> **Instructions to follow**: Only the lines below from the one containing "filename lib/src/pairing.rs" to the one containing "stream on it" should be repeated, both included and unchanged.
Segment Start: Data in this exercise
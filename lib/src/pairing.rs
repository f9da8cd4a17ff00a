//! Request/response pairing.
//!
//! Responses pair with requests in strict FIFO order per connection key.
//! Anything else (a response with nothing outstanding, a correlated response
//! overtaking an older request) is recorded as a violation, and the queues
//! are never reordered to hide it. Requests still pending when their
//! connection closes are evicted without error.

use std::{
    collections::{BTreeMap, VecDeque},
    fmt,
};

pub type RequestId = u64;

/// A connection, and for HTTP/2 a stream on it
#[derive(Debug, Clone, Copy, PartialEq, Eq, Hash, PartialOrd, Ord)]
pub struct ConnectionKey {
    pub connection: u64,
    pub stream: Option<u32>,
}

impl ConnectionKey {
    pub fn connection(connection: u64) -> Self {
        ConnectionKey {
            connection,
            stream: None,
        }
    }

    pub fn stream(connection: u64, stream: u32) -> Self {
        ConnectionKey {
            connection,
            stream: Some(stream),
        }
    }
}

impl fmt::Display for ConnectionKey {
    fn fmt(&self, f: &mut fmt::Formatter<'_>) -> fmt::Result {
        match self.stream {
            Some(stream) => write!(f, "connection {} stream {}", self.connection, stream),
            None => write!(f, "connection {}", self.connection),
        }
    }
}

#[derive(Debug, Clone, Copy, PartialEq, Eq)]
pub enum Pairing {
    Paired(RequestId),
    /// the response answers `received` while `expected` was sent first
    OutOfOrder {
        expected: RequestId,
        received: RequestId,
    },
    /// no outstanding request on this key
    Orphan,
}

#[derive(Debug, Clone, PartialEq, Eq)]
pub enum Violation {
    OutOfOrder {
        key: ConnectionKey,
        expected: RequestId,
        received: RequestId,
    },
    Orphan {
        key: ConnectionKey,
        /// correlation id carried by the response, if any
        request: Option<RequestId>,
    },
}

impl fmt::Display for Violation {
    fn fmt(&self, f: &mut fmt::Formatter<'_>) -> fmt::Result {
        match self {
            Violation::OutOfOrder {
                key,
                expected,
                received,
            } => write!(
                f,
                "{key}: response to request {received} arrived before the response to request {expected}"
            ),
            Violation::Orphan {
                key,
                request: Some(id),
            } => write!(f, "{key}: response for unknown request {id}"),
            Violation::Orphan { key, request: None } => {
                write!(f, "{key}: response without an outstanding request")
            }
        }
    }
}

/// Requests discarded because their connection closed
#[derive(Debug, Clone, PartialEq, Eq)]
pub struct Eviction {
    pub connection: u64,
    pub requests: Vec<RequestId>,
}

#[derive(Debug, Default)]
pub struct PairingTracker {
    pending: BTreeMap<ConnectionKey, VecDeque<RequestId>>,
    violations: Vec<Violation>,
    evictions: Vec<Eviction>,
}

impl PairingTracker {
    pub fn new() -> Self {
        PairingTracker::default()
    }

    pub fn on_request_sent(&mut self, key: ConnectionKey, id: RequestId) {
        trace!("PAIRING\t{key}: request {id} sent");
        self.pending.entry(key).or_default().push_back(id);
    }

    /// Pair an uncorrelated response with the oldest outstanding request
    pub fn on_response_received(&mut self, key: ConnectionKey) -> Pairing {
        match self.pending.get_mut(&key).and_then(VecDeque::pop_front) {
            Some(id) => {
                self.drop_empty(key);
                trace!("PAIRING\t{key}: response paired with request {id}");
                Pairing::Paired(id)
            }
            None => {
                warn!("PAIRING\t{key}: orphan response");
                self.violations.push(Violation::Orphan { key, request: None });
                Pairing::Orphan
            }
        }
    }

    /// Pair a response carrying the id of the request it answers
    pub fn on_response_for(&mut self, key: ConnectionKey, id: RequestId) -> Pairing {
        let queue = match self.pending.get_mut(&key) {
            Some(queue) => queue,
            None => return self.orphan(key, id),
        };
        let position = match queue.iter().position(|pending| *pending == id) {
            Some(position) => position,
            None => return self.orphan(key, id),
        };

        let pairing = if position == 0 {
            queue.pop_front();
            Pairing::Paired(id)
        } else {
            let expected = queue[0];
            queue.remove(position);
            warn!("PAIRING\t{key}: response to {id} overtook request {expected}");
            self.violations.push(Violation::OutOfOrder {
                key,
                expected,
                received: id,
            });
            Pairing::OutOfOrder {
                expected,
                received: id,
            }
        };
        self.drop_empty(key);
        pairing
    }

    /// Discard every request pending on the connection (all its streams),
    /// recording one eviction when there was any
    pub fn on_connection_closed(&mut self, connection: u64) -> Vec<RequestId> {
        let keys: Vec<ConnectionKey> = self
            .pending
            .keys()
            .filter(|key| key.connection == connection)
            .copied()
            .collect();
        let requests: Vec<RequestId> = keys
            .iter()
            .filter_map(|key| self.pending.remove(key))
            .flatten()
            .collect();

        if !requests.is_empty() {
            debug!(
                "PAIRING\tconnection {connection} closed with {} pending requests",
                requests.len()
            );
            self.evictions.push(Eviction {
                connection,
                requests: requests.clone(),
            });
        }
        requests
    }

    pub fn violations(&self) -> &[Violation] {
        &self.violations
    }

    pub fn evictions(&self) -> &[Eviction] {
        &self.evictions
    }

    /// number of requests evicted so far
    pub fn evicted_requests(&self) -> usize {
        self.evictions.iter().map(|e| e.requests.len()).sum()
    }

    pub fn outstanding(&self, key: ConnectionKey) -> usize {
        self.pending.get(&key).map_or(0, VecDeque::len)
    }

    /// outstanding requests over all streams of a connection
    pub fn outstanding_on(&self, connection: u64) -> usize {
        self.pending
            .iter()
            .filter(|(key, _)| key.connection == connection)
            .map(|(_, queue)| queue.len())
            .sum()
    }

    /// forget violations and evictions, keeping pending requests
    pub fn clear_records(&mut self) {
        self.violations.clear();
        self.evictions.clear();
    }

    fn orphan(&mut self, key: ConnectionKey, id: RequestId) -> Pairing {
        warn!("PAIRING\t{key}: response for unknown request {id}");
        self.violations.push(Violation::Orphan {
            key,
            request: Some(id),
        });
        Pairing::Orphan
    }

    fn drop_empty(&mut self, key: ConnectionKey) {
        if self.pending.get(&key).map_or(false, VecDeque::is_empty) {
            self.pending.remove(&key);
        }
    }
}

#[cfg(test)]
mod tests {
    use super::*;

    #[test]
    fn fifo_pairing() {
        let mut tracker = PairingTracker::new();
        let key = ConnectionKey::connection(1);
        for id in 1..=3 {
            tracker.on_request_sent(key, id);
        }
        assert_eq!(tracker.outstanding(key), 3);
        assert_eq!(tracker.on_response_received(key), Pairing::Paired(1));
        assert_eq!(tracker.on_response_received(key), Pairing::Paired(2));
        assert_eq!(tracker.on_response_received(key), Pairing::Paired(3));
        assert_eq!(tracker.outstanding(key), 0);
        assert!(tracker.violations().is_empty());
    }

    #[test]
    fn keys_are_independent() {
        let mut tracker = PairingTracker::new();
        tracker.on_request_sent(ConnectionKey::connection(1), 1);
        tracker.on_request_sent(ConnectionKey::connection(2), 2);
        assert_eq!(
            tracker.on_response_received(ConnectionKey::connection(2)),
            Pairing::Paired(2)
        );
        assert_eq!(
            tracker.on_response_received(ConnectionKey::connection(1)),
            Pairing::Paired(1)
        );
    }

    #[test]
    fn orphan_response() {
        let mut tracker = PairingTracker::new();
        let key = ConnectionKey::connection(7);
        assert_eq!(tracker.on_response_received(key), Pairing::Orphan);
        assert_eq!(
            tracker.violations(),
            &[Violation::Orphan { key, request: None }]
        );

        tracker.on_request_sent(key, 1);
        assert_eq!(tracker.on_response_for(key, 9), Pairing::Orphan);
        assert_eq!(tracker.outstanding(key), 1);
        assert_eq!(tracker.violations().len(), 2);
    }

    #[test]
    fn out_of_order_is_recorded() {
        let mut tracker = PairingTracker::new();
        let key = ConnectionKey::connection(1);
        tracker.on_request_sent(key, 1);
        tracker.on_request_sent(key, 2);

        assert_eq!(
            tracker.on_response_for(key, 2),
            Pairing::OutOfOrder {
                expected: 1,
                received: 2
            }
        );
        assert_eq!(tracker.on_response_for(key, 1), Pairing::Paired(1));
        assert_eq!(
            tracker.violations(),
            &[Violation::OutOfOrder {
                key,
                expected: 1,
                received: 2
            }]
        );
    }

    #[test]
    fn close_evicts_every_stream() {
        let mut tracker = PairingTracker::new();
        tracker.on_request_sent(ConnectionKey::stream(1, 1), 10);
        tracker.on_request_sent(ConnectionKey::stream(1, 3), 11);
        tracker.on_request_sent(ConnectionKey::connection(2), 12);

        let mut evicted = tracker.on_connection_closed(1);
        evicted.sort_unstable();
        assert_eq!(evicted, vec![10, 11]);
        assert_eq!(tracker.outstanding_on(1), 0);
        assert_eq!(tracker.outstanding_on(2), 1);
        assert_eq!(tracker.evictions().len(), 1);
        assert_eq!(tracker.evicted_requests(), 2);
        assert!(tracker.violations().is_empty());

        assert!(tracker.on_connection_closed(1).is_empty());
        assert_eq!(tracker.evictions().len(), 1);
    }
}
Segment End: Data in this exercise
Segment Start: Data in this exercise
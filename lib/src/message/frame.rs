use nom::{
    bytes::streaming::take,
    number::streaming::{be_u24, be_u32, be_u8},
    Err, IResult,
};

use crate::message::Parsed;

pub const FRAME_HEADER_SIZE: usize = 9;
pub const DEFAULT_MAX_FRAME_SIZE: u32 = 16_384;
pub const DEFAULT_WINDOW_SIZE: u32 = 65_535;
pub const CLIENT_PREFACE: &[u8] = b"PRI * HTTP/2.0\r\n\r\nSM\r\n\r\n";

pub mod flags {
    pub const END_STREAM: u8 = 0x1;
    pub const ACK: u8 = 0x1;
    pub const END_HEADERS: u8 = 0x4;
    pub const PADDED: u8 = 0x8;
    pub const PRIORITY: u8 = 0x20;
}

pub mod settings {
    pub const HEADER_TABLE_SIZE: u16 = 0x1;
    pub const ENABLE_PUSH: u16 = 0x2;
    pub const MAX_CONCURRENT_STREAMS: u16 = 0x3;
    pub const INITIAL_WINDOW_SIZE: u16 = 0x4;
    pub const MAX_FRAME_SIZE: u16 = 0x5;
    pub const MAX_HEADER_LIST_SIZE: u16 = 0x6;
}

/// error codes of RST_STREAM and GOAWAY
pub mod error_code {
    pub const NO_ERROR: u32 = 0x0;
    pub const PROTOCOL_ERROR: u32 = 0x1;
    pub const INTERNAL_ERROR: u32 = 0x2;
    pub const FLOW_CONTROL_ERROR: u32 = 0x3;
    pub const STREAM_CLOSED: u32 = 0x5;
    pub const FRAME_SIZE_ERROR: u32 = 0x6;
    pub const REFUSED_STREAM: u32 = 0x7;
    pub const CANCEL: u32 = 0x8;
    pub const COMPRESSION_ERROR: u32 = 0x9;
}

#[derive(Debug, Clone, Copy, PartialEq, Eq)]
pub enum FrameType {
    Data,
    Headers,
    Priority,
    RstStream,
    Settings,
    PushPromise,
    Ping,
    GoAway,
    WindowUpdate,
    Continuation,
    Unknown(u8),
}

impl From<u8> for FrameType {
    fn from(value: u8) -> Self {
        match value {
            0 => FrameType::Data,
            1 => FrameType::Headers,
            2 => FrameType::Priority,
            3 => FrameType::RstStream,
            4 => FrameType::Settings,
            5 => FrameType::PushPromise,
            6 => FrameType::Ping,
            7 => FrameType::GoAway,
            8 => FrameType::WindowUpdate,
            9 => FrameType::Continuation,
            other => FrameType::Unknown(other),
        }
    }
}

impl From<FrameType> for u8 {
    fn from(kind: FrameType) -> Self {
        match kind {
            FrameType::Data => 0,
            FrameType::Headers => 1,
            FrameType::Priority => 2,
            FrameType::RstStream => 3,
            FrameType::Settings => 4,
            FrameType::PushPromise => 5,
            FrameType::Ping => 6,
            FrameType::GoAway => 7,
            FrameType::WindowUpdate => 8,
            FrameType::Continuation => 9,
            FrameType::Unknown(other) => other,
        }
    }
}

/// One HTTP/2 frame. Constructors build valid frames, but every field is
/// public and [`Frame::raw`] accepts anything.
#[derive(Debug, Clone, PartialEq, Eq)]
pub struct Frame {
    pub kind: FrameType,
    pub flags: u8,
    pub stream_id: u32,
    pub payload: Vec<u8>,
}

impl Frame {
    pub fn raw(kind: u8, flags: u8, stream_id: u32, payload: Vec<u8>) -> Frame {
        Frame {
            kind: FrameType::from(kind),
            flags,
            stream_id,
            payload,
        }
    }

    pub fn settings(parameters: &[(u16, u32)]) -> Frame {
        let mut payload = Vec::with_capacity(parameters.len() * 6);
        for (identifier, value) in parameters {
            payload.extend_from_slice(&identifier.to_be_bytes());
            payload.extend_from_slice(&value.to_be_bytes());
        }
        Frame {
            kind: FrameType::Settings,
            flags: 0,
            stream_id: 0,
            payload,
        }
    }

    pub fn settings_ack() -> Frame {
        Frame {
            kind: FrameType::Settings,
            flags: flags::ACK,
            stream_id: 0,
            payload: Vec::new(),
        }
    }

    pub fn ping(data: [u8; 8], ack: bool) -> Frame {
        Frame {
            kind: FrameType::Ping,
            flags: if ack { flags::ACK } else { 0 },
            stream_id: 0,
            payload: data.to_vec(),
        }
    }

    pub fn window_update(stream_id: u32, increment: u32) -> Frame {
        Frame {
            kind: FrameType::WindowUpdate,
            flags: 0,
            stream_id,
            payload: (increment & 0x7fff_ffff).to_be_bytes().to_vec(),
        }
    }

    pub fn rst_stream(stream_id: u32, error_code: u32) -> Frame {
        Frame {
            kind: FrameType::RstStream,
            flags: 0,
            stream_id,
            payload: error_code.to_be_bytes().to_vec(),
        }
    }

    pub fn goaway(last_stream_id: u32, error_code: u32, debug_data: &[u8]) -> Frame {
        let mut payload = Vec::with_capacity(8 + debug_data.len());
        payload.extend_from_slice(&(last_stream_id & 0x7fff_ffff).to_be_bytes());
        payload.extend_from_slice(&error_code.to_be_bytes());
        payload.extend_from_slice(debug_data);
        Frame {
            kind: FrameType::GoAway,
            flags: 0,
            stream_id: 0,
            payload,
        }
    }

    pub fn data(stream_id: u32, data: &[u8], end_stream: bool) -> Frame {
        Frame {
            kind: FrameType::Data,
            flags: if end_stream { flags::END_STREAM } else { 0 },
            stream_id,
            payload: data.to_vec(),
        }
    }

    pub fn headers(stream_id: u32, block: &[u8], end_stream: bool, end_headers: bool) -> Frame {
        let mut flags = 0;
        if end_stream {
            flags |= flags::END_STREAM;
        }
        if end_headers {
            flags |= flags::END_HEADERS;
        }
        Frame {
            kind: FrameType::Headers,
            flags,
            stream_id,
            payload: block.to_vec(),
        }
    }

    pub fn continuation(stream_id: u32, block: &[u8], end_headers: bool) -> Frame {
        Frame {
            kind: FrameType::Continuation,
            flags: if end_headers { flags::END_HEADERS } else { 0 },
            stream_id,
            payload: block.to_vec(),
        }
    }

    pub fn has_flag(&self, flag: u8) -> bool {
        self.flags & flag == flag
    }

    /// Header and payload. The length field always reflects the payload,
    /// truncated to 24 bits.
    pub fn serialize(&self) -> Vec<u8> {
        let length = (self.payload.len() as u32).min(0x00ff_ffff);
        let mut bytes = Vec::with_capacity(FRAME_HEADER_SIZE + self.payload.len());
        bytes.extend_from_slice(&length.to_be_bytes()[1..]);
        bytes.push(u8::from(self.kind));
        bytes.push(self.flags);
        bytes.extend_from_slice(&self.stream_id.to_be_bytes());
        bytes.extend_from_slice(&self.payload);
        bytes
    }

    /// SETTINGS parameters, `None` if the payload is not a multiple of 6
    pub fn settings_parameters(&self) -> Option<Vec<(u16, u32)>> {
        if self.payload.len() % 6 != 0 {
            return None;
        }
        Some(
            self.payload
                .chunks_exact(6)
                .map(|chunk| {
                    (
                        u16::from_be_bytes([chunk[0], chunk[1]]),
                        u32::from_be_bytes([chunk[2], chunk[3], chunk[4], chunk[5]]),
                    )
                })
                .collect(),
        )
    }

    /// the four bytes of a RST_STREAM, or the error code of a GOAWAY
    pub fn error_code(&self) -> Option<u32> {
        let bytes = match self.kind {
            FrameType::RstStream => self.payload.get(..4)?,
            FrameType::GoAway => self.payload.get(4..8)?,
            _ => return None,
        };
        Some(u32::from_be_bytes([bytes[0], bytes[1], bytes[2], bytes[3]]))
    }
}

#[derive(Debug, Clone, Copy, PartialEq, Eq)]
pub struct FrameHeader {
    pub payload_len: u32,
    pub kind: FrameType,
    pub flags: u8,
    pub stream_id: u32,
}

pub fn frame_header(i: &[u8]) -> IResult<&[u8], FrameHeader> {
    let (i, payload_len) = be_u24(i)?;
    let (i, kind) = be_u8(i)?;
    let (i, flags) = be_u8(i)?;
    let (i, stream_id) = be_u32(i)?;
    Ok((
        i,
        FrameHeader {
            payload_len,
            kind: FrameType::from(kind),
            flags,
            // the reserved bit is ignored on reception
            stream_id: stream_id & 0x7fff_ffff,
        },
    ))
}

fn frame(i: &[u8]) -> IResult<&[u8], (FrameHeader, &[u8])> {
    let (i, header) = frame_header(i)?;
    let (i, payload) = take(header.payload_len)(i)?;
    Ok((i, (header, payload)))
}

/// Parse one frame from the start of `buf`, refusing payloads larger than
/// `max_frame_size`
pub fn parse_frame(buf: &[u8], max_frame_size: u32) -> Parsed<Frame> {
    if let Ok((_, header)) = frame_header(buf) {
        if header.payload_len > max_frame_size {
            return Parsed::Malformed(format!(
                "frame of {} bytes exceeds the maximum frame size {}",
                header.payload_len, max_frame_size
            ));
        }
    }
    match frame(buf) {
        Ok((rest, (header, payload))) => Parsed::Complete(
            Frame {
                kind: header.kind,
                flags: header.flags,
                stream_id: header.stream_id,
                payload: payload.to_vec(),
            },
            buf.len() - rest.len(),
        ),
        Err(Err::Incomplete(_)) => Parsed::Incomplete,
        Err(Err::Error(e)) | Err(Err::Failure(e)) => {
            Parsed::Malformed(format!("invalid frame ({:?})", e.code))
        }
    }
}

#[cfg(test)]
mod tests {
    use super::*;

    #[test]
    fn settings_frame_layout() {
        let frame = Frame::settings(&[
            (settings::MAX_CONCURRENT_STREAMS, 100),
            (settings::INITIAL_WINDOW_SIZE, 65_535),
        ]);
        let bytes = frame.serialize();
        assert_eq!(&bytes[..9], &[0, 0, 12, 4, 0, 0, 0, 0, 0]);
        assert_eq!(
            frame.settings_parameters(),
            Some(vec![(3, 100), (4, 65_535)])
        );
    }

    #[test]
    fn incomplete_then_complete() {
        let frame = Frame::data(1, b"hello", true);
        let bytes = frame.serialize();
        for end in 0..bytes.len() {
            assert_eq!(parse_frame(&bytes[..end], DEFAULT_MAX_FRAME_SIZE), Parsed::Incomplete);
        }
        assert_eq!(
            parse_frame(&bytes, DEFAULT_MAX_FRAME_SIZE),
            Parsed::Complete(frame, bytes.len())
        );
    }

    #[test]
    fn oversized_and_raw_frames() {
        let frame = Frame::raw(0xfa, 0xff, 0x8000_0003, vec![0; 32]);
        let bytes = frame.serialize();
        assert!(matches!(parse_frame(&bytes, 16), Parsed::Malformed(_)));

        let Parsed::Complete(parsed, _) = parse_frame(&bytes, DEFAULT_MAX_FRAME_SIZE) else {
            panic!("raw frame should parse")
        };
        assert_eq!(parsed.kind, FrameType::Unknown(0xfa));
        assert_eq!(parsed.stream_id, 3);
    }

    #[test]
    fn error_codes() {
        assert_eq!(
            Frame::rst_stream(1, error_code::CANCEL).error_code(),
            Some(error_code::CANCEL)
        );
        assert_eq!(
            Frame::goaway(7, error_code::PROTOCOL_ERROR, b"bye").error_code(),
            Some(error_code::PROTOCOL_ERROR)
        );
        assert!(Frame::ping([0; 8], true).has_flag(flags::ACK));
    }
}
Segment End: Data in this exercise
Segment Start: Data in this exercise
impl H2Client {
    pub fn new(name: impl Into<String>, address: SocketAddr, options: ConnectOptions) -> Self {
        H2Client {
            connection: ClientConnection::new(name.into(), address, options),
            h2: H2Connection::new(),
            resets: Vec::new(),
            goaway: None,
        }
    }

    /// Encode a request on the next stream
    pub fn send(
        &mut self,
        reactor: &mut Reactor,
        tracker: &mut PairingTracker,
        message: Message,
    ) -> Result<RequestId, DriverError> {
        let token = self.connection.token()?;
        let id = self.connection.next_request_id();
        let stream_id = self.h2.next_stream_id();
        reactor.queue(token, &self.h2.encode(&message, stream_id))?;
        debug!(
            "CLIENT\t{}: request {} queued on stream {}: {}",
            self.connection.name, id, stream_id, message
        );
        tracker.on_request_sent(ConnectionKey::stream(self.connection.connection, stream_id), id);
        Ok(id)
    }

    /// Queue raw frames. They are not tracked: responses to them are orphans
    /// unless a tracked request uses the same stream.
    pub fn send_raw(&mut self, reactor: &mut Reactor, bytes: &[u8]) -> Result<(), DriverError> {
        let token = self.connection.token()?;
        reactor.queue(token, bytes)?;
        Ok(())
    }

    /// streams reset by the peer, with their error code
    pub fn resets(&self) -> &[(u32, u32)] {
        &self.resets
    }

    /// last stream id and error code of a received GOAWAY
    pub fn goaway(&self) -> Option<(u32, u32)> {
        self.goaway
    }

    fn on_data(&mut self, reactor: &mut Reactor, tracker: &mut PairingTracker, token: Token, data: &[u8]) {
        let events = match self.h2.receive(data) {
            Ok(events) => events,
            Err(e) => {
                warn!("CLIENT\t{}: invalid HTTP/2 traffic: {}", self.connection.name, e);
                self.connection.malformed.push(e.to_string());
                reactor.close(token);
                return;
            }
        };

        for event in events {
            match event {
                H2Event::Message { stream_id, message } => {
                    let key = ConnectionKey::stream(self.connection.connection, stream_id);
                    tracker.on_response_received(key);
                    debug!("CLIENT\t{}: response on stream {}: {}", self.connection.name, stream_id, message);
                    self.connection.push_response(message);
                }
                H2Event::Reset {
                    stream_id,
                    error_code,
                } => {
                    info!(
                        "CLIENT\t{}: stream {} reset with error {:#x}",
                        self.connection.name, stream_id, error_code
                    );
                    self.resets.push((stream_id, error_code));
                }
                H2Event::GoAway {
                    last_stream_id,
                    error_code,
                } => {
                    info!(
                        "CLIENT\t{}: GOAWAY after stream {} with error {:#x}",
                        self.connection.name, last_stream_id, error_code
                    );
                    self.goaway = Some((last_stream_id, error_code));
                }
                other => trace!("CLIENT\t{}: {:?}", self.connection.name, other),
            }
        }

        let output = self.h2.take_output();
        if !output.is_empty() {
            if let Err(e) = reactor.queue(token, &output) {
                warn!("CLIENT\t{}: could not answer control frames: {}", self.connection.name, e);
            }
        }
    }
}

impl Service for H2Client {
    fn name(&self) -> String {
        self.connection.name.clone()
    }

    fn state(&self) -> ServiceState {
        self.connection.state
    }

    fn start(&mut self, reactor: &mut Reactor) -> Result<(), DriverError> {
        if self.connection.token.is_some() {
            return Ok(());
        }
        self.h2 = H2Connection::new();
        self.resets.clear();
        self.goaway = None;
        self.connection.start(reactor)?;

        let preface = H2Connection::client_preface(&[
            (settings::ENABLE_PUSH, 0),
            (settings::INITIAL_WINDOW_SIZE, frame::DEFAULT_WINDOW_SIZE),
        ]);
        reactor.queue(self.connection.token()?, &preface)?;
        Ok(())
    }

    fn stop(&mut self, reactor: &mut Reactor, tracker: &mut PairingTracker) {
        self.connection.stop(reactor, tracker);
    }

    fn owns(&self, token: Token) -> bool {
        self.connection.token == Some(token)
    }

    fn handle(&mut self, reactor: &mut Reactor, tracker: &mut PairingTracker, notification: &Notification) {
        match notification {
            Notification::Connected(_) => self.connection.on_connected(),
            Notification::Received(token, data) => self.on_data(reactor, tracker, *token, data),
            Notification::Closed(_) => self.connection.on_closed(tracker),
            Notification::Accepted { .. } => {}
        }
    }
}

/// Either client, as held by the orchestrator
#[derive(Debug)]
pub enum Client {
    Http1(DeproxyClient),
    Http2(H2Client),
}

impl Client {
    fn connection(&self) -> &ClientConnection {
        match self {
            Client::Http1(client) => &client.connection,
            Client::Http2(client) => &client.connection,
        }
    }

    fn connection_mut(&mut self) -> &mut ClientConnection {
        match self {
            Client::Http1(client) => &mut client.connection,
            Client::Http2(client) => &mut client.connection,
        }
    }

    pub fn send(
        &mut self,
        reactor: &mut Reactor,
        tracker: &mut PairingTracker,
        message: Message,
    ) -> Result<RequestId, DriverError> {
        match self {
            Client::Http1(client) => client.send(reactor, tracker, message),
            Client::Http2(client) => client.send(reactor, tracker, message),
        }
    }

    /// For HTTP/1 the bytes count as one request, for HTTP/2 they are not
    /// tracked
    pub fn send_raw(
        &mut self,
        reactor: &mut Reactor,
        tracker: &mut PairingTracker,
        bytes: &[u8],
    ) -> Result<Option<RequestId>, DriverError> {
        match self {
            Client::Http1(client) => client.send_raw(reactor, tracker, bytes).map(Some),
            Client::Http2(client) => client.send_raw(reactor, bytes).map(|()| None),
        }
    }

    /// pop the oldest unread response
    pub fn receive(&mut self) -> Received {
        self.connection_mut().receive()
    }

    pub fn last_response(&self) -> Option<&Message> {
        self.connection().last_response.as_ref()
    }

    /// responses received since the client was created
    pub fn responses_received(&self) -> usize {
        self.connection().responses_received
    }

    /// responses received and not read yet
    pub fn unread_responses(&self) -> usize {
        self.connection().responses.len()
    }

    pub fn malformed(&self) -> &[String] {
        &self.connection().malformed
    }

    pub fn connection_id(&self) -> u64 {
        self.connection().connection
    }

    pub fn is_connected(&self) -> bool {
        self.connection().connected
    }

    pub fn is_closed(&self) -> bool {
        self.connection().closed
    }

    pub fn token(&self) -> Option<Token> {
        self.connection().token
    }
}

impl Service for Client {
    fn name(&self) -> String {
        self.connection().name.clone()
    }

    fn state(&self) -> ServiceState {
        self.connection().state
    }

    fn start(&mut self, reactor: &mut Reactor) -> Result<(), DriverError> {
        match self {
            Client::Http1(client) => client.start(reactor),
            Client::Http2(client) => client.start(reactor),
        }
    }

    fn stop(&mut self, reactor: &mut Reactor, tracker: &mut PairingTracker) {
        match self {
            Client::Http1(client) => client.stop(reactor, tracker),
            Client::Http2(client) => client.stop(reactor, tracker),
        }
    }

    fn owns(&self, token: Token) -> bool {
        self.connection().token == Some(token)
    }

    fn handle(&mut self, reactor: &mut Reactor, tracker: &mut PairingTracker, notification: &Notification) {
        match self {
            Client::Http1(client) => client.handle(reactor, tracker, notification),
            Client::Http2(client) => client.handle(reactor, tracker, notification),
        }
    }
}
Segment End: Data in this exercise
> **Result below**:
filename lib/src/pairing.rs
repository f9da8cd4a17ff00a
//! Request/response pairing.
//!
//! Responses pair with requests in strict FIFO order per connection key.
//! Anything else (a response with nothing outstanding, a correlated response
//! overtaking an older request) is recorded as a violation, and the queues
//! are never reordered to hide it. Requests still pending when their
//! connection closes are evicted without error.

use std::{
    collections::{BTreeMap, VecDeque},
    fmt,
};

pub type RequestId = u64;

/// A connection, and for HTTP/2 a stream on it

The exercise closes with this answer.